Foreign worker program suspension 'not fair'
Restaurants Canada says temporary foreign worker program needs audit, not suspension
The chair of Restaurants Canada is upset the federal government has suspended the temporary foreign worker program because of concerns raised at a few restaurants out West.
"We're just disappointed in how you can cut off one industry right at the knee caps," said Liam Dolan, who's also a Charlottetown restaurant owner. "It's no different than anything you do, any business or any programs of anything that's out there, you have to audit it."
The federal government made the decision to suspend the program late last week after concerns were raised at a few eating establishments in western Canada. The federal government said it won't reinstate the program until an investigation is completed.
Dolan said only about two per cent of Canada's million-plus restaurant jobs are filled by temporary foreign staff.
"It's not fair that you had to penalize everybody," said Dolan.

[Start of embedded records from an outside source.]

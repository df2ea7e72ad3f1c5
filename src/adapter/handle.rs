//! Adapted operation surface over one service object.
//!
//! [`adapt`] runs the naming matcher once and builds a dispatch table from
//! operation name to a tagged variant: bridged (awaitable built atop the
//! bridge), passthrough (direct synchronous forward), or factory (bridged,
//! then the proxy reply is adapted in turn). Callers invoke by name through
//! the table; the handle never grows or changes after construction.
//!
//! # Example
//!
//! ```ignore
//! use trestle::adapter::adapt;
//!
//! let query = adapt(service, &bridge);
//! let rows = query
//!     .invoke("findAllByQuery", CallPayload::positional(vec![json!(hql)]))
//!     .await?;
//! ```

use std::collections::HashMap;
use std::fmt;
use std::sync::Arc;

use crate::bridge::BridgeHandle;
use crate::error::{Result, TrestleError};
use crate::service::{CallPayload, OperationMetadata, Reply, ServiceObject, ServiceRef};

use super::triad::partition_operations;

/// Dispatch entry for one adapted operation.
#[derive(Debug, Clone)]
pub(crate) enum OperationKind {
    /// Awaitable call through the bridge; `begin` is the send-phase name.
    Bridged { begin: String },
    /// Direct forward to the synchronous operation.
    Passthrough,
    /// Bridged factory accessor whose proxy reply is adapted before return.
    Factory { begin: String },
}

/// How an adapted operation dispatches, as visible to callers.
#[derive(Debug, Clone, Copy, PartialEq, Eq)]
pub enum OperationFlavor {
    /// Single awaitable call collapsed from a triad.
    Bridged,
    /// Transparent forward to the original synchronous operation.
    Passthrough,
    /// Bridged accessor returning an already-adapted handle.
    Factory,
}

/// Result of invoking an adapted operation.
#[derive(Clone)]
pub enum CallOutcome {
    /// Operation completed without a value.
    Void,
    /// Plain data value.
    Value(serde_json::Value),
    /// Proxy to another service, returned as-is (non-factory operations).
    Proxy(ServiceRef),
    /// Already-adapted handle (factory operations).
    Adapted(AdaptedHandle),
}

impl CallOutcome {
    /// Take the data value, if any.
    pub fn into_value(self) -> Option<serde_json::Value> {
        match self {
            CallOutcome::Value(v) => Some(v),
            _ => None,
        }
    }

    /// Take the raw proxy, if any.
    pub fn into_proxy(self) -> Option<ServiceRef> {
        match self {
            CallOutcome::Proxy(p) => Some(p),
            _ => None,
        }
    }

    /// Take the adapted handle, if any.
    pub fn into_adapted(self) -> Option<AdaptedHandle> {
        match self {
            CallOutcome::Adapted(h) => Some(h),
            _ => None,
        }
    }

    /// True if the operation completed without a value.
    pub fn is_void(&self) -> bool {
        matches!(self, CallOutcome::Void)
    }
}

impl From<Reply> for CallOutcome {
    fn from(reply: Reply) -> Self {
        match reply {
            Reply::Void => CallOutcome::Void,
            Reply::Value(v) => CallOutcome::Value(v),
            Reply::Proxy(p) => CallOutcome::Proxy(p),
        }
    }
}

impl fmt::Debug for CallOutcome {
    fn fmt(&self, f: &mut fmt::Formatter<'_>) -> fmt::Result {
        match self {
            CallOutcome::Void => f.write_str("Void"),
            CallOutcome::Value(v) => f.debug_tuple("Value").field(v).finish(),
            CallOutcome::Proxy(p) => f.debug_tuple("Proxy").field(&p.interface_id()).finish(),
            CallOutcome::Adapted(h) => f.debug_tuple("Adapted").field(h).finish(),
        }
    }
}

/// Uniform operation surface over one underlying service object.
///
/// Built by [`adapt`] (or `adapt_session`); holds a non-owning reference to
/// the service, the scheduler context, and the immutable dispatch table.
/// Cloning is cheap and clones share the table.
#[derive(Clone)]
pub struct AdaptedHandle {
    /// Underlying service; calls are forwarded, resources are not owned.
    service: ServiceRef,
    /// Scheduler context used for bridged operations.
    bridge: BridgeHandle,
    /// Operation name to dispatch variant, fixed at construction.
    table: Arc<HashMap<String, OperationKind>>,
}

impl AdaptedHandle {
    pub(crate) fn from_parts(
        service: ServiceRef,
        bridge: BridgeHandle,
        table: Arc<HashMap<String, OperationKind>>,
    ) -> Self {
        Self {
            service,
            bridge,
            table,
        }
    }

    /// Interface identifier of the underlying service.
    pub fn interface_id(&self) -> &str {
        self.service.interface_id()
    }

    /// Proxy identity of the underlying service, if it has one.
    pub fn identity(&self) -> Option<String> {
        self.service.identity()
    }

    /// The underlying service object.
    pub fn underlying(&self) -> &ServiceRef {
        &self.service
    }

    /// Adapted operation names, sorted.
    pub fn operation_names(&self) -> Vec<String> {
        let mut names: Vec<String> = self.table.keys().cloned().collect();
        names.sort();
        names
    }

    /// How the named operation dispatches, if it exists.
    pub fn flavor(&self, operation: &str) -> Option<OperationFlavor> {
        self.table.get(operation).map(|kind| match kind {
            OperationKind::Bridged { .. } => OperationFlavor::Bridged,
            OperationKind::Passthrough => OperationFlavor::Passthrough,
            OperationKind::Factory { .. } => OperationFlavor::Factory,
        })
    }

    /// Metadata of the named operation, forwarded from the underlying
    /// service under the registered name.
    pub fn metadata(&self, operation: &str) -> Option<OperationMetadata> {
        if !self.table.contains_key(operation) {
            return None;
        }
        self.service.metadata(operation)
    }

    /// Invoke an adapted operation by name.
    ///
    /// Bridged operations suspend until the underlying callback fires;
    /// passthroughs forward synchronously; factories return an
    /// already-adapted handle for the proxy they produce.
    pub async fn invoke(&self, operation: &str, payload: CallPayload) -> Result<CallOutcome> {
        let kind = self
            .table
            .get(operation)
            .ok_or_else(|| TrestleError::UnknownOperation(operation.to_string()))?;

        match kind {
            OperationKind::Passthrough => {
                let reply = self.service.call(operation, payload)?;
                Ok(reply.into())
            }
            OperationKind::Bridged { begin } => {
                let reply = self.begin_bridged(begin, payload).await?;
                Ok(reply.into())
            }
            OperationKind::Factory { begin } => {
                let reply = self.begin_bridged(begin, payload).await?;
                match reply {
                    Reply::Proxy(service) => {
                        Ok(CallOutcome::Adapted(adapt(service, &self.bridge)))
                    }
                    other => Err(TrestleError::UnexpectedReply(format!(
                        "factory operation {} returned {} instead of a proxy",
                        operation, other
                    ))),
                }
            }
        }
    }

    /// Run one begin-style invocation through the bridge.
    async fn begin_bridged(&self, begin: &str, payload: CallPayload) -> Result<Reply> {
        let service = self.service.clone();
        let begin_name = begin.to_string();
        self.bridge
            .bridge(begin, move |hooks| {
                service.begin(&begin_name, payload, hooks)
            })
            .await
    }
}

impl fmt::Debug for AdaptedHandle {
    fn fmt(&self, f: &mut fmt::Formatter<'_>) -> fmt::Result {
        f.debug_struct("AdaptedHandle")
            .field("interface", &self.service.interface_id())
            .field("operations", &self.table.len())
            .finish()
    }
}

/// Build the dispatch table for one service object.
pub(crate) fn build_table(service: &dyn ServiceObject) -> HashMap<String, OperationKind> {
    let partition = partition_operations(service.operation_names());

    let mut table = HashMap::new();
    for triad in partition.triads {
        table.insert(triad.plain, OperationKind::Bridged { begin: triad.begin });
    }
    for name in partition.passthrough {
        table.insert(name, OperationKind::Passthrough);
    }
    table
}

/// Adapt a service object into a uniform awaitable operation surface.
///
/// Runs one introspection pass over the service's operation names: confirmed
/// triads collapse into a single awaitable operation under the plain name,
/// everything else forwards unchanged.
pub fn adapt(service: ServiceRef, bridge: &BridgeHandle) -> AdaptedHandle {
    let table = build_table(service.as_ref());
    AdaptedHandle::from_parts(service, bridge.clone(), Arc::new(table))
}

Dolan said executives with Restaurant Canada, which he said represents 30,000 restaurants across Canada, are consulting with the federal Employment and Social Development Department.
Dolan said he has used some of these workers at his restaurants because of struggles finding experienced cooks. He noted in November, he placed an advertisement on Kijiji and the government employment website for a cook. Dolan said he received 13 applications from locals. He said none had the level of experience he wanted, but he tried some of them out. Dolan said some quit and others he let go. He said this is the sort of situation where he'd turn to a temporary foreign worker.
Dolan hopes a solution can be reached within the next two to three weeks, in time for restaurants to get ready for the busy summer period.